*** Opening Records to process ***

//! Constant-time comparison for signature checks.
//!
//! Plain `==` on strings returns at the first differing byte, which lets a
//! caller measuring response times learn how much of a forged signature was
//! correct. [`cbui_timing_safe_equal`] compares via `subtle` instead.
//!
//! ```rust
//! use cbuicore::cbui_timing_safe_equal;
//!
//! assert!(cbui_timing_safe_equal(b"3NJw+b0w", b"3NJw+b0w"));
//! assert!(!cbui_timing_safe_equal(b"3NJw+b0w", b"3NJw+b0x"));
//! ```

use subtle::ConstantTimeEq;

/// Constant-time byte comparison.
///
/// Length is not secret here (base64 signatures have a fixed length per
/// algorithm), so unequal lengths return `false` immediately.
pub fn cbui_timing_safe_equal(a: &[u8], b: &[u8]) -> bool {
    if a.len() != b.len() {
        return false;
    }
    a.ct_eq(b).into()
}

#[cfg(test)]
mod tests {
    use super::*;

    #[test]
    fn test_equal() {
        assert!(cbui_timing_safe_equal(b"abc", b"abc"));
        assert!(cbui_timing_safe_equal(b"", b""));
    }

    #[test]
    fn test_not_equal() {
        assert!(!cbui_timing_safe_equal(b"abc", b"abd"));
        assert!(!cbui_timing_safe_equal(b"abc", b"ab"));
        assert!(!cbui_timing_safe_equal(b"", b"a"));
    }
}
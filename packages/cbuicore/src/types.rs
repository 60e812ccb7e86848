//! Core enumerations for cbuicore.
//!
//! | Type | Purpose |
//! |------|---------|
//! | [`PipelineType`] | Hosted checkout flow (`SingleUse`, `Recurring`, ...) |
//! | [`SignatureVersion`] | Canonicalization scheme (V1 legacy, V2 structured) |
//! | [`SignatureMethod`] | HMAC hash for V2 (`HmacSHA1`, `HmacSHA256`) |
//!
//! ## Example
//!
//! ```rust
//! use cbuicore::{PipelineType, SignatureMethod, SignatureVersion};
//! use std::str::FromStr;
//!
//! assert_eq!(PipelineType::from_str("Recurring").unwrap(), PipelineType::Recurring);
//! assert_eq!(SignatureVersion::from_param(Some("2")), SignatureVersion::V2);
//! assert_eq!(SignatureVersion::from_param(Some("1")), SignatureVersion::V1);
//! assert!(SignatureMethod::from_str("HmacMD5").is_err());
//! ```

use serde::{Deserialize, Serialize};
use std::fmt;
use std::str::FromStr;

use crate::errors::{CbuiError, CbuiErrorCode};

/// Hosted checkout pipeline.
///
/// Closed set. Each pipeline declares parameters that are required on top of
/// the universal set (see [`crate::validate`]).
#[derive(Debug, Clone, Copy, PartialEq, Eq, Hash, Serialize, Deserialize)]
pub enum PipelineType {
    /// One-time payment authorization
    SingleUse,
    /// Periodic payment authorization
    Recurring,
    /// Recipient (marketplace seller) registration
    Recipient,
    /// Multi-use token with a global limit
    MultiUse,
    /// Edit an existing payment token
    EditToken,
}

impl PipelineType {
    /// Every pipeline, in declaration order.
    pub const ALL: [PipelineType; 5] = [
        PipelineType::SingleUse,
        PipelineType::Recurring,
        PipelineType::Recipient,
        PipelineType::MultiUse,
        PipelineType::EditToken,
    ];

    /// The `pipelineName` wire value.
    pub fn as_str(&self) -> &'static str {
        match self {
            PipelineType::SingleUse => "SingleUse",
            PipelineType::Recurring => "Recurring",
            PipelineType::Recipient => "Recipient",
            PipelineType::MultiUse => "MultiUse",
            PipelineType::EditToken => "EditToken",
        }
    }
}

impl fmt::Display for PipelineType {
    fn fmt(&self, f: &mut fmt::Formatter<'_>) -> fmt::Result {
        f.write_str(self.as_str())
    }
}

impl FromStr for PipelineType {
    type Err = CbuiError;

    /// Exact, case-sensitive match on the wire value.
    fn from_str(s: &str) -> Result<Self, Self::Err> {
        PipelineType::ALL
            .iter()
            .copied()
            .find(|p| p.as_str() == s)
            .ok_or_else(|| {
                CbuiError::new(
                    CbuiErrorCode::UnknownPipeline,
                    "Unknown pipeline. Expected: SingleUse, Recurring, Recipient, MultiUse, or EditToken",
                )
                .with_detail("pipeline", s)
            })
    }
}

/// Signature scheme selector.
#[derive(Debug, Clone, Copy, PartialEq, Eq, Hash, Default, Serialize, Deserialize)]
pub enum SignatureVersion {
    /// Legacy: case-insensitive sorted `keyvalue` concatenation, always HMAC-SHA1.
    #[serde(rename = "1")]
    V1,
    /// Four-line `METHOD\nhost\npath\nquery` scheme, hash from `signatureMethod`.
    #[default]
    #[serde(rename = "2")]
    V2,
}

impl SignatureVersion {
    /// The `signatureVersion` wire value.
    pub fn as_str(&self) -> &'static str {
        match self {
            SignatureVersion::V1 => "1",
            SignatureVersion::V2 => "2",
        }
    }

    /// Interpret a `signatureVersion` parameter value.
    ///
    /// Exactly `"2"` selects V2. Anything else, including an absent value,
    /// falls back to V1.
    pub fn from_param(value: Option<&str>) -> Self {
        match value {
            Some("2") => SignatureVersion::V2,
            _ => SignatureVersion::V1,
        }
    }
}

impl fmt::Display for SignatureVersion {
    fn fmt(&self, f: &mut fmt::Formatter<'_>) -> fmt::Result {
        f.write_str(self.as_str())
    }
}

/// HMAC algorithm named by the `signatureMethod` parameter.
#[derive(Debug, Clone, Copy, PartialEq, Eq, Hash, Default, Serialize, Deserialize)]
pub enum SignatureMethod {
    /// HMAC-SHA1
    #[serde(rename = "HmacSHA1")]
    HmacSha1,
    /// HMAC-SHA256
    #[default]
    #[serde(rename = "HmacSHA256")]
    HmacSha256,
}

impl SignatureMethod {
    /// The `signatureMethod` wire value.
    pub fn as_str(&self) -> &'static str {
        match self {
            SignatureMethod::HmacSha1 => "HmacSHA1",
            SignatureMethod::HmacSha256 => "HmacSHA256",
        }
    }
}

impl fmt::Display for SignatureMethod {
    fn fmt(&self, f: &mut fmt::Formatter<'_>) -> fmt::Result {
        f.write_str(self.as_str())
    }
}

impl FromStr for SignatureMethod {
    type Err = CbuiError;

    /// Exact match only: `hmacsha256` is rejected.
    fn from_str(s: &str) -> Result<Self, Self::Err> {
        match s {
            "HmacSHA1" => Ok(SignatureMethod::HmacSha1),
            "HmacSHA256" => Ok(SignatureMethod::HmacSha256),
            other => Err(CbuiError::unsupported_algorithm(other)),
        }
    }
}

*** Closing Records to process ***

_Brief:_
Lines holding the word "Deserialize" should be copied from the entries above.

_Response to this task:_
use serde::{Deserialize, Serialize};
#[derive(Debug, Clone, Copy, PartialEq, Eq, Hash, Serialize, Deserialize)]
#[derive(Debug, Clone, Copy, PartialEq, Eq, Hash, Default, Serialize, Deserialize)]
#[derive(Debug, Clone, Copy, PartialEq, Eq, Hash, Default, Serialize, Deserialize)]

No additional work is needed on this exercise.